I’ve struggled with body image for a long time as most females do throughout life regardless of shape. I find that sharing my experiences help other women relate and feel understood. Along the way I’ve analyzed my feelings as well as found some solutions and I’d love to share those hurt emotions, thoughts, and solutions with you guys in an effort to relate and connect. I hope that you continue to follow this journey and share alongside me in the area of learning to love your body.
From media, family, social influences and even the medical group we are sent messages and information about our bodies. Some of these body messages are positive, most of them are not. Being a thin girl my entire life I often heard comments about how lucky I was to be thin or not worry about my eating. Even well meaning comments like that had a not so positive effect on my thoughts regarding my body.

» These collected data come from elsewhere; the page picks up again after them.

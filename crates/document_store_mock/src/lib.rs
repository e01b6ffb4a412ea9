//! In-memory implementation of the document store contract.
//!
//! Used by tests and local development. Supports failure injection (an
//! offline switch that fails every call) and a create gate that holds
//! `create` until released, for exercising identifier-reconciliation races.

use std::sync::atomic::{AtomicBool, AtomicU64, Ordering};
use std::sync::{Arc, Mutex, MutexGuard};

use async_trait::async_trait;
use conversation_store::{Conversation, Message};
use document_store::{DocumentStore, DocumentStoreError};
use tokio::sync::Notify;

/// Conversation document store backed by process memory.
#[derive(Debug, Default)]
pub struct InMemoryDocumentStore {
    documents: Mutex<Vec<Conversation>>,
    next_id: AtomicU64,
    offline: AtomicBool,
    hold_creates: AtomicBool,
    create_gate: Arc<Notify>,
}

impl InMemoryDocumentStore {
    #[must_use]
    pub fn new() -> Arc<Self> {
        Arc::new(Self::default())
    }

    /// When offline, every operation fails with `Unavailable`.
    pub fn set_offline(&self, offline: bool) {
        self.offline.store(offline, Ordering::SeqCst);
    }

    /// While held, `create` parks until [`Self::release_create`] is called.
    pub fn hold_creates(&self) {
        self.hold_creates.store(true, Ordering::SeqCst);
    }

    /// Releases one parked (or future) `create` call.
    pub fn release_create(&self) {
        self.create_gate.notify_one();
    }

    /// Snapshot of the stored documents, newest last.
    #[must_use]
    pub fn documents(&self) -> Vec<Conversation> {
        lock_unpoisoned(&self.documents).clone()
    }

    fn check_online(&self) -> Result<(), DocumentStoreError> {
        if self.offline.load(Ordering::SeqCst) {
            return Err(DocumentStoreError::unavailable("store is offline"));
        }
        Ok(())
    }
}

#[async_trait]
impl DocumentStore for InMemoryDocumentStore {
    async fn list(&self) -> Result<Vec<Conversation>, DocumentStoreError> {
        self.check_online()?;
        Ok(lock_unpoisoned(&self.documents).clone())
    }

    async fn get(&self, id: &str) -> Result<Option<Conversation>, DocumentStoreError> {
        self.check_online()?;
        Ok(lock_unpoisoned(&self.documents)
            .iter()
            .find(|document| document.id == id)
            .cloned())
    }

    async fn create(
        &self,
        title: &str,
        messages: Vec<Message>,
    ) -> Result<String, DocumentStoreError> {
        self.check_online()?;
        if self.hold_creates.load(Ordering::SeqCst) {
            self.create_gate.notified().await;
            self.check_online()?;
        }

        let id = format!("doc-{}", self.next_id.fetch_add(1, Ordering::SeqCst) + 1);
        let mut documents = lock_unpoisoned(&self.documents);
        documents.push(Conversation {
            id: id.clone(),
            title: title.to_string(),
            messages,
        });
        Ok(id)
    }

    async fn update_title(&self, id: &str, title: &str) -> Result<(), DocumentStoreError> {
        self.check_online()?;
        let mut documents = lock_unpoisoned(&self.documents);
        match documents.iter_mut().find(|document| document.id == id) {
            Some(document) => {
                document.title = title.to_string();
                Ok(())
            }
            None => Err(DocumentStoreError::not_found(id)),
        }
    }

    async fn add_message(&self, id: &str, message: Message) -> Result<(), DocumentStoreError> {
        self.check_online()?;
        let mut documents = lock_unpoisoned(&self.documents);
        match documents.iter_mut().find(|document| document.id == id) {
            Some(document) => {
                document.messages.push(message);
                Ok(())
            }
            None => Err(DocumentStoreError::not_found(id)),
        }
    }

    async fn remove(&self, id: &str) -> Result<(), DocumentStoreError> {
        self.check_online()?;
        let mut documents = lock_unpoisoned(&self.documents);
        let before = documents.len();
        documents.retain(|document| document.id != id);
        if documents.len() == before {
            return Err(DocumentStoreError::not_found(id));
        }
        Ok(())
    }
}

fn lock_unpoisoned<T>(mutex: &Mutex<T>) -> MutexGuard<'_, T> {
    match mutex.lock() {
        Ok(guard) => guard,
        Err(poisoned) => poisoned.into_inner(),
    }
}
//! Angle ranges and the boundary lines used for hover hit-testing.
//!
//! Screen space has its y axis pointing down, so angles grow clockwise starting at the
//! +x axis. A point at angle `φ` and radius `r` around center `c` sits at
//! `(c.x + r·cos φ, c.y + r·sin φ)`.

use std::f64::consts::{FRAC_PI_2, PI, TAU};
use strum::{EnumIter, IntoEnumIterator};

/// Radians per percent of the whole.
pub const PERCENT_TO_RADIANS: f64 = TAU / 100.0;

/// Decimal places kept when comparing a boundary angle with an axis angle.
const ANGLE_PRECISION: f64 = 1e5;

#[derive(Debug, Clone, Copy, PartialEq, Default)]
pub struct Point {
    pub x: f64,
    pub y: f64,
}

impl Point {
    pub fn new(x: f64, y: f64) -> Self {
        Self { x, y }
    }

    /// The point at `angle` radians and `radius` away from `self`.
    pub fn polar(&self, angle: f64, radius: f64) -> Self {
        Self::new(
            self.x + radius * angle.cos(),
            self.y + radius * angle.sin(),
        )
    }

    pub fn distance_squared(&self, other: Point) -> f64 {
        let (dx, dy) = (other.x - self.x, other.y - self.y);
        dx * dx + dy * dy
    }
}

/// `[start, end)` in radians, clockwise from the +x axis.
#[derive(Debug, Clone, Copy, PartialEq)]
pub struct AngleRange {
    pub start: f64,
    pub end: f64,
}

impl AngleRange {
    pub fn from_percent(start_percent: f64, percent: f64) -> Self {
        Self {
            start: start_percent * PERCENT_TO_RADIANS,
            end: (start_percent + percent) * PERCENT_TO_RADIANS,
        }
    }

    pub fn span(&self) -> f64 {
        self.end - self.start
    }

    pub fn mid(&self) -> f64 {
        (self.start + self.end) / 2.0
    }

    /// Lays out consecutive ranges for `percents`, starting at angle 0.
    pub fn partition(percents: impl IntoIterator<Item = f64>) -> Vec<Self> {
        percents
            .into_iter()
            .scan(0.0, |total, percent| {
                let range = Self::from_percent(*total, percent);
                *total += percent;
                Some(range)
            })
            .collect()
    }
}

/// Angle equality at five decimal places, absorbing drift from accumulated sums.
pub fn same_angle(a: f64, b: f64) -> bool {
    (a * ANGLE_PRECISION).round() == (b * ANGLE_PRECISION).round()
}

/// The angles at which a line through the center is axis-aligned.
#[derive(Debug, Clone, Copy, PartialEq, Eq, EnumIter)]
pub enum AxisAngle {
    Zero,
    Quarter,
    Half,
    ThreeQuarter,
    Full,
}

impl AxisAngle {
    pub fn radians(self) -> f64 {
        match self {
            Self::Zero => 0.0,
            Self::Quarter => FRAC_PI_2,
            Self::Half => PI,
            Self::ThreeQuarter => 3.0 * FRAC_PI_2,
            Self::Full => TAU,
        }
    }

    pub fn matching(angle: f64) -> Option<Self> {
        Self::iter().find(|axis| same_angle(axis.radians(), angle))
    }
}

/// Direction of a vertical boundary ray, in screen space.
#[derive(Debug, Clone, Copy, PartialEq, Eq)]
pub enum VerticalRay {
    /// 90°.
    Down,
    /// 270°.
    Up,
}

/// Direction of a horizontal boundary ray, in screen space.
#[derive(Debug, Clone, Copy, PartialEq, Eq)]
pub enum HorizontalRay {
    /// 0° or 360°.
    Right,
    /// 180°.
    Left,
}

/// The line through the chart center at a slice's start or end angle.
///
/// Axis-aligned boundaries get their own variants: a vertical line has no finite slope,
/// and `tan` near 0° or 180° is noisy enough to flip the sign test for points close to the
/// horizontal axis.
#[derive(Debug, Clone, Copy, PartialEq)]
pub enum Boundary {
    /// `y = slope·x + intercept`.
    Line { slope: f64, intercept: f64 },
    /// `x = x`, with the ray pointing up or down from the center.
    Vertical { x: f64, ray: VerticalRay },
    /// `y = y`, with the ray pointing left or right from the center.
    Horizontal { y: f64, ray: HorizontalRay },
}

impl Boundary {
    pub fn classify(angle: f64, center: Point) -> Self {
        match AxisAngle::matching(angle) {
            Some(AxisAngle::Quarter) => Self::Vertical {
                x: center.x,
                ray: VerticalRay::Down,
            },
            Some(AxisAngle::ThreeQuarter) => Self::Vertical {
                x: center.x,
                ray: VerticalRay::Up,
            },
            Some(AxisAngle::Zero | AxisAngle::Full) => Self::Horizontal {
                y: center.y,
                ray: HorizontalRay::Right,
            },
            Some(AxisAngle::Half) => Self::Horizontal {
                y: center.y,
                ray: HorizontalRay::Left,
            },
            None => {
                let slope = angle.tan();
                Self::Line {
                    slope,
                    intercept: center.y - slope * center.x,
                }
            }
        }
    }

    /// `y − slope·x − intercept`; only meaningful for [`Boundary::Line`].
    pub fn offset(&self, p: Point) -> f64 {
        match *self {
            Self::Line { slope, intercept } => p.y - slope * p.x - intercept,
            Self::Vertical { .. } | Self::Horizontal { .. } => 0.0,
        }
    }

    pub fn is_axis_aligned(&self) -> bool {
        !matches!(self, Self::Line { .. })
    }
}

/// One side of a wedge: its angle, boundary line and sign convention.
#[derive(Debug, Clone, Copy, PartialEq)]
pub struct Edge {
    pub angle: f64,
    pub boundary: Boundary,
    /// The angle lies at or right of the vertical axis (≤ 90° or ≥ 270°). A ray there
    /// points into +x, which flips which side of the line is clockwise.
    pub rightward: bool,
}

impl Edge {
    pub fn new(angle: f64, center: Point) -> Self {
        Self {
            angle,
            boundary: Boundary::classify(angle, center),
            rightward: angle <= FRAC_PI_2 || angle >= 3.0 * FRAC_PI_2,
        }
    }

    /// Positive when `p` lies within half a turn clockwise of this edge, negative when it
    /// lies within half a turn counter-clockwise, zero on the line.
    pub fn side(&self, p: Point) -> f64 {
        match self.boundary {
            Boundary::Line { .. } => {
                let offset = self.boundary.offset(p);
                if self.rightward { offset } else { -offset }
            }
            Boundary::Vertical { x, ray: VerticalRay::Down } => x - p.x,
            Boundary::Vertical { x, ray: VerticalRay::Up } => p.x - x,
            Boundary::Horizontal { y, ray: HorizontalRay::Right } => p.y - y,
            Boundary::Horizontal { y, ray: HorizontalRay::Left } => y - p.y,
        }
    }

    /// `p` is clockwise past this edge, used for a wedge's start.
    pub fn leads(&self, p: Point) -> bool {
        self.side(p) > 0.0
    }

    /// `p` is counter-clockwise before this edge, used for a wedge's end.
    pub fn trails(&self, p: Point) -> bool {
        self.side(p) < 0.0
    }
}

/// How the start and end half-plane tests combine for a wedge.
#[derive(Debug, Clone, Copy, PartialEq, Eq)]
pub enum Coverage {
    /// Span of at most half a turn: the wedge is the intersection of both half-planes.
    Narrow,
    /// Span over half a turn: the wedge is their union.
    Wide,
    /// The wedge is the whole circle.
    Full,
}

impl Coverage {
    pub fn of(range: &AngleRange) -> Self {
        let span = range.span();
        if same_angle(span, TAU) || span > TAU {
            Self::Full
        } else if span > PI {
            Self::Wide
        } else {
            Self::Narrow
        }
    }
}

/// Everything needed to decide whether a point lies angularly within one slice.
#[derive(Debug, Clone, Copy, PartialEq)]
pub struct CollisionRecord {
    pub range: AngleRange,
    pub start: Edge,
    pub end: Edge,
    pub coverage: Coverage,
}

impl CollisionRecord {
    pub fn new(range: AngleRange, center: Point) -> Self {
        Self {
            range,
            start: Edge::new(range.start, center),
            end: Edge::new(range.end, center),
            coverage: Coverage::of(&range),
        }
    }

    /// Builds one record per slice percent, in order.
    pub fn build(percents: impl IntoIterator<Item = f64>, center: Point) -> Vec<Self> {
        AngleRange::partition(percents)
            .into_iter()
            .map(|range| Self::new(range, center))
            .collect()
    }

    /// Angular containment only; the radial gate lives in [`ChartGeometry`].
    pub fn contains(&self, p: Point) -> bool {
        let top = self.start.leads(p);
        let bottom = self.end.trails(p);
        match self.coverage {
            Coverage::Narrow => top && bottom,
            Coverage::Wide => top || bottom,
            Coverage::Full => true,
        }
    }
}

/// Where the chart sits in pointer space.
#[derive(Debug, Clone, Copy, PartialEq)]
pub struct ChartGeometry {
    pub center: Point,
    pub inner_radius: f64,
    pub outer_radius: f64,
}

impl ChartGeometry {
    pub fn new(center: Point, inner_radius: f64, outer_radius: f64) -> Self {
        Self {
            center,
            inner_radius,
            outer_radius,
        }
    }

    /// Whether `p` lies on the ring between the hole and the outer edge.
    pub fn admits(&self, p: Point) -> bool {
        let d2 = self.center.distance_squared(p);
        d2 >= self.inner_radius * self.inner_radius && d2 <= self.outer_radius * self.outer_radius
    }

    pub fn mid_radius(&self) -> f64 {
        (self.inner_radius + self.outer_radius) / 2.0
    }
}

Now that my body had been labeled an “ideal” body type or shape I was then put into a fear of not always having it, or doing something to mess it up. These weren’t the only struggles I dealt with being thin, I often heard about how much I probably didn’t eat or how much more everyone else thought I should eat. These sort of messages often came from adults and began from about the age of 11-12 or younger. I struggled to not have a response as you can imagine to any of these comments, on one side if I thanked anyone for their comment, I then felt conceded. Having no positive response ready often left me with a default of trying to find things about my body that I didn’t like so I could say “yeah, but xyz is no good”.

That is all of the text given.